Motorists—car dealers and manufacturers, and associations of wealthy car owners—united as an interest group. They conducted public information campaigns, teaching people how to cross streets safely and in the process normalizing the idea that streets belonged to cars. With transcendent marketing insight, motorists realized the best way to discredit the streets-are-for-walking crowd was to make them look uncool.
Public relations and mental models aside, another problem remained: the streets themselves. In cities, they were made of dirt or gravel. That would change as a consequence of waste—but not, as one might expect, waste in the form of horse manure. Both Norton and Wells offer an alternative take on that problem, contextualizing horse dung as a relatively minor component of a much deeper waste problem. Factories and businesses disposed of wastes in local waterways or, if it was more convenient, empty lots.
People tended to live near where they worked, and they generated their own waste too. Household refuse was thrown into gutters, and human waste ended up in waterways and local cesspits. Tenements truly overflowed. Cities were, in short, hellholes. As much as they praised any automaker, urban citizens of the late 19th century celebrated sanitation engineers.
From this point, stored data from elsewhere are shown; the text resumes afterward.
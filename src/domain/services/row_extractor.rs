// Copyright (c) 2025 Kirky.X
//
// Licensed under the MIT License
// See LICENSE file in the project root for full license information.

use crate::domain::models::rate_quote::{RateQuote, DEFAULT_CATEGORY};
use crate::domain::services::column_roles::ColumnRoleMap;
use crate::domain::services::rate_normalizer::normalize_rate;
use crate::domain::services::table_grid::TableGrid;
use crate::domain::services::tenure_normalizer::normalize_tenure;
use chrono::NaiveDate;

/// 期限单元格的最短长度，更短的视为非数据行
const MIN_TENURE_CHARS: usize = 3;

pub const TAX_SAVING_CATEGORY: &str = "Tax Saving";
pub const SPECIAL_CATEGORY: &str = "Special";

/// 一次表格提取的上下文
#[derive(Debug, Clone, Copy)]
pub struct RowContext<'a> {
    /// 银行名称
    pub bank: &'a str,
    /// 抓取日期
    pub scraped_date: NaiveDate,
    /// 表格标题等上下文文本（小写）
    pub table_context: &'a str,
}

/// 逐行提取报价候选
///
/// 跳过表头及其之前的行。期限单元格不足三个字符或不含数字的行
/// （重复表头、说明行）直接丢弃；期限无法解析或没有有效普通利率的行
/// 同样丢弃。表头推断不明确时，对每行在期限列之外的数值单元格里
/// 取第一个有效利率作为普通利率，其后严格更高的值作为老年利率。
/// 不做去重。
pub fn extract_rows(grid: &TableGrid, roles: &ColumnRoleMap, ctx: &RowContext<'_>) -> Vec<RateQuote> {
    let Some(tenure_col) = roles.tenure else {
        return Vec::new();
    };

    let mut quotes = Vec::new();
    for row in grid.rows.iter().skip(roles.header_row + 1) {
        let cells = &row.cells;
        if cells.len() < 2 {
            continue;
        }

        let Some(tenure_text) = cells.get(tenure_col).map(|c| c.trim()) else {
            continue;
        };
        if !looks_like_tenure(tenure_text) {
            continue;
        }
        let Some(tenure) = normalize_tenure(tenure_text) else {
            continue;
        };

        let rate_at = |col: Option<usize>| col.and_then(|i| cells.get(i)).and_then(|c| normalize_rate(c));
        let mut regular = roles.regular_rate.and_then(|i| rate_at(Some(i)).map(|r| (i, r)));
        let mut senior = rate_at(roles.senior_rate);

        if roles.ambiguous {
            let numeric: Vec<(usize, f64)> = cells
                .iter()
                .enumerate()
                .filter(|(idx, _)| *idx != tenure_col)
                .filter_map(|(idx, c)| normalize_rate(c).map(|r| (idx, r)))
                .collect();
            if regular.is_none() {
                regular = numeric.first().copied();
            }
            if senior.is_none() {
                if let Some((regular_col, regular_rate)) = regular {
                    senior = numeric
                        .iter()
                        .find(|(idx, rate)| *idx > regular_col && *rate > regular_rate)
                        .map(|(_, rate)| *rate);
                }
            }
        }

        let Some((_, regular_rate)) = regular else {
            continue;
        };

        quotes.push(
            RateQuote::new(
                ctx.bank,
                tenure_text,
                tenure,
                regular_rate,
                senior,
                ctx.scraped_date,
            )
            .with_category(categorize(ctx.table_context, tenure_text)),
        );
    }
    quotes
}

/// 期限单元格是否像数据：至少三个字符且包含数字
pub fn looks_like_tenure(text: &str) -> bool {
    text.chars().count() >= MIN_TENURE_CHARS && text.chars().any(|c| c.is_ascii_digit())
}

/// 存款类别
///
/// 表格上下文或期限文本提到节税存款时为 "Tax Saving"，
/// 期限文本标注 special 时为 "Special"，其余为 "General"。
pub fn categorize(table_context: &str, tenure_text: &str) -> &'static str {
    let tenure = tenure_text.to_lowercase();
    let context = table_context.to_lowercase();
    if ["tax sav", "tax-sav"]
        .iter()
        .any(|t| tenure.contains(t) || context.contains(t))
    {
        TAX_SAVING_CATEGORY
    } else if tenure.contains("special") {
        SPECIAL_CATEGORY
    } else {
        DEFAULT_CATEGORY
    }
}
Driverless cars, currently the darling of Silicon Valley, are a cosmetic upgrade on the status quo, promoted as revolutionary, but likely changing little. To install modern sewer systems—which usually just diverted waste to local lakes and rivers and coastlines—streets were torn up. Afterward it made sense to rebuild them with asphalt, a natural form of petroleum, which inventors had learned to use as a glue to bind gravel into hard, smooth surfaces.
These were easier to clean, and also better for cars. Cars clogged the streets, slowing traffic and preventing streetcars from keeping their schedules. Ridership fell. Streetcar companies struggled to stay profitable, all the more so because, as local monopolies, city governments limited fare increases. The cost of each individual call would go way up. With a critical mass of car-service users, the cost of each trip would go way down.
If you go over, you pay a surcharge or an add-on fee. It would probably be much less. That sounds like the ultimate freedom to me. Your Life Despite the fact that manufacturers have never built better cars with more safety features, the number of automotive deaths every year continues to rise.
Because people cannot be trusted to drive safely. Also, accidents just happen, even to the best drivers. Nearly 40, Americans die every year in car crashes.
Almost two million people die worldwide. Crashes are the number one killer of Americans under the age of My teenage son drives every day, and every day I pray that he comes home to us safely. Millions of people suffer terrible injuries every year from car crashes. Often, these injuries render them unable to work, force them onto pain medication, and lead them into addiction. And yet all, if not most, of those accidents could be preventable. Everyone knows at least one person whose life has been forever ruined or distorted by a car crash.
And yet we just sit back and accept that as an inevitable fact of reality. People who passionately crusade against guns, or for universal health care, or who give thousands of dollars to cancer research just throw up their hands when it comes to cars. But there is something we can do. Get rid of cars. Your Sanity From the day you buy a car until the day you die in your car, the car business and culture abuse and exploit people.
Some mechanic has ripped you off at some point in your life. Best of all, imagine a world without car dealers, and car dealerships, the worst places staffed by the worst people alive. This will be a huge societal shift. People will lose their jobs. Essay, Pages 2 words. Don't use plagiarized sources. Get your custom essay on. Get quality help now. Verified writer. Proficient in: Car. Deadline: 10 days left.
Number of pages. Email Invalid email. Cite this page The world without cars. Related Essays. This is just a sample. You can get a custom paper by one of our expert writers. Stay Safe, Stay Original. Not Finding What You Need? Copying content is not allowed on this website.